Para análise das varreduras de volume, use a segmentação automatizada do software do dispositivo OCT clicando com o botão direito do mouse na digitalização. E selecione Segmentação, em seguida, Todas as Camadas. Execute a correção manual das camadas clicando duas vezes na digitalização desejada.
Selecione O perfil de espessura. E clique em Editar segmentações de camadas. Selecione uma camada de cada vez.
E se necessário corrigir a linha verde movendo os pontos vermelhos arrastando e caindo para a posição correta. Em seguida, selecione o mapa de espessura da guia. Escolha a grade ETDRS de 1, 2, 3 milímetros.
Centralizar o círculo interno no disco óptico. Por fim, calcule a espessura das camadas de retina a partir dos valores de espessura fornecidos pelo software para os diferentes setores de retina de interesse. Para calcular os principais valores de espessura dos volumes, use toda a grade ETDRS de 1, 2, 3 milímetros que cobre um ângulo de aproximadamente 25 graus, excluindo o círculo interno de um milímetro que contém o disco óptico.
Comece selecionando uma plataforma para medir os roedores.
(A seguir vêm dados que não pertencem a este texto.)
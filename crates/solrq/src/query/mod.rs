//! Query construction: escaping, encoding, field resolution, restriction
//! trees, scopes, and wire-parameter assembly.

mod encode;
mod escape;
mod facet;
mod field;
mod params;
mod restriction;
mod scope;
mod sort;

pub mod expr;
pub mod request;


pub use facet::{FACET_QUERY_PARAM, FacetQuery};
pub use params::SearchParams;
pub use scope::{DynamicScope, FacetScope, RowScope, Search};
pub use sort::SortDirection;
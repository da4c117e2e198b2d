use crate::value::ValueKind;
use derive_more::Display;
use solrq_schema::FieldType;
use thiserror::Error as ThisError;

///
/// QueryError
///
/// Build-time failures raised while a query is being constructed. Every
/// error aborts the build; there is no partial or best-effort output, so a
/// malformed query can never silently compile to a different one.
///

#[derive(Debug, Eq, PartialEq, ThisError)]
#[remain::sorted]
pub enum QueryError {
    /// A restriction that cannot mean anything, such as an empty
    /// disjunction list.
    #[error("ambiguous restriction: {reason}")]
    AmbiguousRestriction { reason: String },

    /// An operation invoked on a scope that does not support it. Distinct
    /// from [`Self::UnrecognizedField`] so callers can tell a bad call site
    /// from a bad field reference.
    #[error("'{operation}' is not available in a {scope} scope")]
    CapabilityUnavailable {
        operation: String,
        scope: ScopeKind,
    },

    #[error("field '{field}' expects a {expected} value, got {found}")]
    TypeMismatch {
        field: String,
        expected: FieldType,
        found: ValueKind,
    },

    #[error("no entity type named '{entity}' is registered")]
    UnrecognizedEntity { entity: String },

    #[error("no field named '{field}' is configured for entity type '{entity}'")]
    UnrecognizedField { field: String, entity: String },
}

///
/// ScopeKind
///
/// Scope label carried by capability errors.
///

#[derive(Clone, Copy, Debug, Display, Eq, PartialEq)]
pub enum ScopeKind {
    #[display("dynamic")]
    Dynamic,
    #[display("facet row")]
    FacetRow,
}
use derive_more::Display;
use serde::{Deserialize, Serialize};

///
/// FieldType
///
/// Closed set of field types the target engine can index. Each type maps to
/// exactly one physical suffix; the mapping is total and fixed, so an
/// unhandled type is a compile-time exhaustiveness failure rather than a
/// runtime lookup miss.
///

#[derive(Clone, Copy, Debug, Deserialize, Display, Eq, Hash, PartialEq, Serialize)]
#[remain::sorted]
pub enum FieldType {
    Boolean,
    Float,
    Integer,
    MultiFloat,
    MultiText,
    Text,
    Time,
}

impl FieldType {
    /// Physical suffix appended to every resolved field name.
    #[must_use]
    pub const fn suffix(self) -> &'static str {
        match self {
            Self::Boolean => "_b",
            Self::Float => "_f",
            Self::Integer => "_i",
            Self::MultiFloat => "_fm",
            Self::MultiText => "_ss",
            Self::Text => "_s",
            Self::Time => "_d",
        }
    }

    /// True for types that store more than one value per document.
    #[must_use]
    pub const fn is_multi_valued(self) -> bool {
        matches!(self, Self::MultiFloat | Self::MultiText)
    }

    /// True for types compared numerically.
    #[must_use]
    pub const fn is_numeric(self) -> bool {
        matches!(self, Self::Float | Self::Integer | Self::MultiFloat)
    }
}

#[cfg(test)]
mod tests {
    use super::*;

    #[test]
    fn suffixes_are_distinct() {
        let all = [
            FieldType::Boolean,
            FieldType::Float,
            FieldType::Integer,
            FieldType::MultiFloat,
            FieldType::MultiText,
            FieldType::Text,
            FieldType::Time,
        ];

        for (i, a) in all.iter().enumerate() {
            for b in &all[i + 1..] {
                assert_ne!(a.suffix(), b.suffix());
            }
        }
    }

    #[test]
    fn multi_valued_types_are_flagged() {
        assert!(FieldType::MultiFloat.is_multi_valued());
        assert!(FieldType::MultiText.is_multi_valued());
        assert!(!FieldType::Text.is_multi_valued());
        assert!(!FieldType::Time.is_multi_valued());
    }
}
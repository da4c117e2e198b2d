//! Schema-agnostic restriction expressions.
//!
//! Field names here are plain strings; resolution and kind checking happen
//! when an expression is attached to a scope. Expressions are serializable
//! so recorded queries can replay through the request layer.

use crate::{
    error::QueryError,
    query::{
        encode::encode,
        field::{self, DynamicBase},
        restriction::{Constraint, Restriction},
    },
    value::{FieldValue, Value},
};
use serde::{Deserialize, Serialize};
use solrq_schema::EntityInfo;

///
/// Expr
///
/// Untyped restriction expression tree. Intentionally isomorphic to the
/// resolved [`Restriction`] tree minus field resolution, so lowering is a
/// single recursive pass.
///

#[derive(Clone, Debug, Deserialize, PartialEq, Serialize)]
pub enum Expr {
    And(Vec<Self>),
    Or(Vec<Self>),
    Not(Box<Self>),

    /// Resolve the inner expression's field names as instance names under a
    /// dynamic base.
    Dynamic { base: String, expr: Box<Self> },

    Equal { field: String, value: Value },
    NotEqual { field: String, value: Value },
    LessThan { field: String, value: Value },
    GreaterThan { field: String, value: Value },
    Between { field: String, lower: Value, upper: Value },
    AnyOf { field: String, values: Vec<Value> },
    AllOf { field: String, values: Vec<Value> },
    NoneOf { field: String, values: Vec<Value> },
}

impl Expr {
    /// Resolve field names and kind-check values against the active entity
    /// set, producing the immutable restriction tree. `scope_base` is the
    /// dynamic base of the enclosing scope, if any; leaf field names resolve
    /// as instance names while one is active.
    pub(crate) fn resolve(
        &self,
        entities: &[&EntityInfo],
        scope_base: Option<&DynamicBase>,
    ) -> Result<Restriction, QueryError> {
        match self {
            Self::And(children) => {
                Ok(Restriction::And(resolve_group(
                    children, entities, scope_base, "AND",
                )?))
            }
            Self::Or(children) => {
                Ok(Restriction::Or(resolve_group(
                    children, entities, scope_base, "OR",
                )?))
            }
            Self::Not(inner) => Ok(Restriction::Not(Box::new(
                inner.resolve(entities, scope_base)?,
            ))),
            Self::Dynamic { base, expr } => {
                let base = DynamicBase::resolve(entities, base)?;
                expr.resolve(entities, Some(&base))
            }
            Self::Equal { field, value } => {
                leaf(entities, scope_base, field, |f| {
                    Ok(Constraint::Equal(encode(field, f, value)?))
                })
            }
            Self::NotEqual { field, value } => {
                leaf(entities, scope_base, field, |f| {
                    Ok(Constraint::NotEqual(encode(field, f, value)?))
                })
            }
            Self::LessThan { field, value } => {
                leaf(entities, scope_base, field, |f| {
                    Ok(Constraint::LessThan(encode(field, f, value)?))
                })
            }
            Self::GreaterThan { field, value } => {
                leaf(entities, scope_base, field, |f| {
                    Ok(Constraint::GreaterThan(encode(field, f, value)?))
                })
            }
            Self::Between {
                field,
                lower,
                upper,
            } => leaf(entities, scope_base, field, |f| {
                Ok(Constraint::Between(
                    encode(field, f, lower)?,
                    encode(field, f, upper)?,
                ))
            }),
            Self::AnyOf { field, values } => {
                leaf(entities, scope_base, field, |f| {
                    Ok(Constraint::AnyOf(encode_values(field, f, values, "any_of")?))
                })
            }
            Self::AllOf { field, values } => {
                leaf(entities, scope_base, field, |f| {
                    Ok(Constraint::AllOf(encode_values(field, f, values, "all_of")?))
                })
            }
            Self::NoneOf { field, values } => {
                leaf(entities, scope_base, field, |f| {
                    Ok(Constraint::NoneOf(encode_values(
                        field, f, values, "none_of",
                    )?))
                })
            }
        }
    }
}

fn resolve_group(
    children: &[Expr],
    entities: &[&EntityInfo],
    scope_base: Option<&DynamicBase>,
    label: &str,
) -> Result<Vec<Restriction>, QueryError> {
    if children.is_empty() {
        return Err(QueryError::AmbiguousRestriction {
            reason: format!("empty {label} group"),
        });
    }

    children
        .iter()
        .map(|child| child.resolve(entities, scope_base))
        .collect()
}

fn leaf(
    entities: &[&EntityInfo],
    scope_base: Option<&DynamicBase>,
    name: &str,
    build: impl FnOnce(solrq_schema::FieldType) -> Result<Constraint, QueryError>,
) -> Result<Restriction, QueryError> {
    let field = match scope_base {
        Some(base) => field::resolve_dynamic(base, name),
        None => field::resolve_static(entities, name)?,
    };
    let constraint = build(field.field_type)?;

    Ok(Restriction::Compare { field, constraint })
}

fn encode_values(
    field: &str,
    ty: solrq_schema::FieldType,
    values: &[Value],
    label: &str,
) -> Result<Vec<String>, QueryError> {
    if values.is_empty() {
        return Err(QueryError::AmbiguousRestriction {
            reason: format!("{label} on '{field}' requires at least one value"),
        });
    }

    values.iter().map(|v| encode(field, ty, v)).collect()
}

// ─────────────────────────────────────────────────────────────
// Constructors
// ─────────────────────────────────────────────────────────────

/// Equality restriction.
pub fn eq(field: impl Into<String>, value: impl FieldValue) -> Expr {
    Expr::Equal {
        field: field.into(),
        value: value.to_value(),
    }
}

/// Negated equality restriction.
pub fn ne(field: impl Into<String>, value: impl FieldValue) -> Expr {
    Expr::NotEqual {
        field: field.into(),
        value: value.to_value(),
    }
}

/// Open-ended upper bound: everything strictly below `value`.
pub fn lt(field: impl Into<String>, value: impl FieldValue) -> Expr {
    Expr::LessThan {
        field: field.into(),
        value: value.to_value(),
    }
}

/// Open-ended lower bound: everything strictly above `value`.
pub fn gt(field: impl Into<String>, value: impl FieldValue) -> Expr {
    Expr::GreaterThan {
        field: field.into(),
        value: value.to_value(),
    }
}

/// Closed range between `lower` and `upper`.
pub fn between(
    field: impl Into<String>,
    lower: impl FieldValue,
    upper: impl FieldValue,
) -> Expr {
    Expr::Between {
        field: field.into(),
        lower: lower.to_value(),
        upper: upper.to_value(),
    }
}

/// Match documents holding at least one of `values`.
pub fn any_of<V: FieldValue>(
    field: impl Into<String>,
    values: impl IntoIterator<Item = V>,
) -> Expr {
    Expr::AnyOf {
        field: field.into(),
        values: values.into_iter().map(|v| v.to_value()).collect(),
    }
}

/// Match documents holding every one of `values`.
pub fn all_of<V: FieldValue>(
    field: impl Into<String>,
    values: impl IntoIterator<Item = V>,
) -> Expr {
    Expr::AllOf {
        field: field.into(),
        values: values.into_iter().map(|v| v.to_value()).collect(),
    }
}

/// Match documents holding none of `values`.
pub fn none_of<V: FieldValue>(
    field: impl Into<String>,
    values: impl IntoIterator<Item = V>,
) -> Expr {
    Expr::NoneOf {
        field: field.into(),
        values: values.into_iter().map(|v| v.to_value()).collect(),
    }
}

/// Conjunction over `exprs`.
pub fn and(exprs: impl IntoIterator<Item = Expr>) -> Expr {
    Expr::And(exprs.into_iter().collect())
}

/// Disjunction over `exprs`.
pub fn or(exprs: impl IntoIterator<Item = Expr>) -> Expr {
    Expr::Or(exprs.into_iter().collect())
}

/// Negation of `expr`.
#[allow(clippy::should_implement_trait)]
pub fn not(expr: Expr) -> Expr {
    Expr::Not(Box::new(expr))
}

/// Scope the inner expression's field names to instance names under the
/// dynamic base `base`.
pub fn dynamic(base: impl Into<String>, expr: Expr) -> Expr {
    Expr::Dynamic {
        base: base.into(),
        expr: Box::new(expr),
    }
}
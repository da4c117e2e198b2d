//! Recorded query requests.
//!
//! A [`QueryRequest`] is the data form of a scope build: a sequence of ops
//! replayed onto the typed scopes. Because ops arrive as data, scope
//! capability rules are enforced here at apply time and surface as
//! [`QueryError::CapabilityUnavailable`]; the typed API enforces the same
//! rules at compile time by omitting the methods.

use crate::{
    error::{QueryError, ScopeKind},
    query::{
        expr::Expr,
        scope::{DynamicScope, FacetScope, RowScope, Search},
        sort::SortDirection,
    },
};
use serde::{Deserialize, Serialize};
use solrq_schema::Schema;

///
/// QueryRequest
///

#[derive(Clone, Debug, Deserialize, PartialEq, Serialize)]
pub struct QueryRequest {
    pub entities: Vec<String>,
    pub ops: Vec<QueryOp>,
}

impl QueryRequest {
    /// Replay onto a fresh [`Search`] and serialize the result.
    pub fn compile(&self, schema: &Schema) -> Result<crate::query::SearchParams, QueryError> {
        let entities: Vec<&str> = self.entities.iter().map(String::as_str).collect();
        let mut search = Search::new(schema, &entities)?;

        for op in &self.ops {
            apply_top(&mut search, op)?;
        }

        Ok(search.params())
    }
}

///
/// QueryOp
///
/// One recorded call. The grammar is uniform across nesting levels; which
/// ops a level accepts is decided where the op is applied.
///

#[derive(Clone, Debug, Deserialize, PartialEq, Serialize)]
pub enum QueryOp {
    Filter(Expr),
    Dynamic {
        base: String,
        ops: Vec<QueryOp>,
    },
    Facet {
        name: String,
        rows: Vec<FacetRowRequest>,
    },
    OrderBy {
        field: String,
        direction: SortDirection,
    },
    Paginate {
        page: u32,
        per_page: u32,
    },
}

impl QueryOp {
    const fn name(&self) -> &'static str {
        match self {
            Self::Filter(_) => "filter",
            Self::Dynamic { .. } => "dynamic",
            Self::Facet { .. } => "facet",
            Self::OrderBy { .. } => "order_by",
            Self::Paginate { .. } => "paginate",
        }
    }
}

///
/// FacetRowRequest
///

#[derive(Clone, Debug, Deserialize, PartialEq, Serialize)]
pub struct FacetRowRequest {
    pub label: String,
    pub ops: Vec<QueryOp>,
}

fn apply_top(search: &mut Search<'_>, op: &QueryOp) -> Result<(), QueryError> {
    match op {
        QueryOp::Filter(expr) => {
            search.filter(expr.clone())?;
        }
        QueryOp::Dynamic { base, ops } => {
            search.dynamic(base, |scope| {
                for op in ops {
                    apply_dynamic(scope, op)?;
                }
                Ok(())
            })?;
        }
        QueryOp::Facet { name, rows } => {
            search.facet(name.clone(), |scope| apply_rows(scope, rows))?;
        }
        QueryOp::OrderBy { field, direction } => {
            search.order_by(field, *direction)?;
        }
        QueryOp::Paginate { page, per_page } => {
            search.paginate(*page, *per_page);
        }
    }

    Ok(())
}

fn apply_dynamic(scope: &mut DynamicScope<'_>, op: &QueryOp) -> Result<(), QueryError> {
    match op {
        QueryOp::Filter(expr) => {
            scope.filter(expr.clone())?;
        }
        QueryOp::Facet { name, rows } => {
            scope.facet(name.clone(), |facet| apply_rows(facet, rows))?;
        }
        QueryOp::OrderBy { field, direction } => {
            scope.order_by(field, *direction);
        }
        QueryOp::Dynamic { .. } | QueryOp::Paginate { .. } => {
            return Err(QueryError::CapabilityUnavailable {
                operation: op.name().to_string(),
                scope: ScopeKind::Dynamic,
            });
        }
    }

    Ok(())
}

fn apply_rows(scope: &mut FacetScope<'_>, rows: &[FacetRowRequest]) -> Result<(), QueryError> {
    for row in rows {
        scope.row(row.label.clone(), |row_scope| {
            for op in &row.ops {
                apply_row(row_scope, op)?;
            }
            Ok(())
        })?;
    }

    Ok(())
}

fn apply_row(scope: &mut RowScope<'_>, op: &QueryOp) -> Result<(), QueryError> {
    match op {
        QueryOp::Filter(expr) => {
            scope.filter(expr.clone())?;
        }
        // a dynamic block inside a row may only restrict; anything else in
        // it is a row-level capability violation like the op itself
        QueryOp::Dynamic { base, ops } => {
            let mut exprs = Vec::with_capacity(ops.len());
            for inner in ops {
                match inner {
                    QueryOp::Filter(expr) => exprs.push(expr.clone()),
                    other => {
                        return Err(QueryError::CapabilityUnavailable {
                            operation: other.name().to_string(),
                            scope: ScopeKind::FacetRow,
                        });
                    }
                }
            }

            if exprs.is_empty() {
                return Err(QueryError::AmbiguousRestriction {
                    reason: format!("dynamic block over '{base}' has no restrictions"),
                });
            }

            let inner = if exprs.len() == 1 {
                exprs.remove(0)
            } else {
                Expr::And(exprs)
            };
            scope.filter(Expr::Dynamic {
                base: base.clone(),
                expr: Box::new(inner),
            })?;
        }
        QueryOp::Facet { .. } | QueryOp::OrderBy { .. } | QueryOp::Paginate { .. } => {
            return Err(QueryError::CapabilityUnavailable {
                operation: op.name().to_string(),
                scope: ScopeKind::FacetRow,
            });
        }
    }

    Ok(())
}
Abra a janela Presettings clicando duas vezes no software. Selecione Novo Grupo e escolha o nome do grupo, o número de sujeitos, a espécie e as cepas.
Selecione um estímulo variável, frequência espesso, sensibilidade ao contraste, velocidade ou orientação no menu suspenso e pressione Criar novo grupo. Concentre-se na plataforma manipulando o anel de foco da câmera em cima da câmara. E calibrar o sistema alinhando o círculo vermelho ao redor do círculo negro na plataforma.
Em seguida, coloque o roedor na plataforma e deixe que ele se adapte ao ambiente por cerca de cinco minutos. Em seguida, inicie a medição selecionando a seta esquerda para sim ou para o quadrado para não, se o animal rastreia ou não, respectivamente. Selecione manualmente o tamanho do passo do estímulo clicando nas setas para cima e para baixo ao lado do estímulo variável.
Por fim, selecione a guia Resumo e clique na tabela de arquivo, tabela de exportação ou gráfico para exportar o conjunto de dados desejado. Os resultados indicam que a degeneração das camadas internas da retina é reduzida. E uma pontuação clínica de EAE é atenuada durante o curso EAE quando a substância 1 foi administrada.
Além disso, a OKR revela uma melhor acuidade visual dos animais tratados com substância 1 em comparação com camundongos MOG EAE não tratados medidos por testes de limiar de frequência espacial durante um período de 120 dias. Ao realizar medições de OCT, um passo crítico é a orientação ortogonal do raio laser em todos os planos em relação à retina para garantir a qualidade e a reprodutibilidade dos valores de espessura. Para a técnica OKR, distinguir entre rastreamento e movimentos comportamentais normais do animal, requer algum treinamento do investigador.
É importante ficar cego para o grupo experimental. Após essas investigações de danos estruturais e funcionais ocorridos no contexto da Encefalomielite Autoimune experimental, o procedimento também pode ser útil em outros modelos envolvendo o sistema visual, incluindo, mas não se limitando aos modelos de retinopatias, ou lesão do nervo óptico. Essas técnicas abrem caminho para pesquisas in vivo nas áreas de neurologia e oftalmologia e são facilmente transferíveis para ensaios clínicos.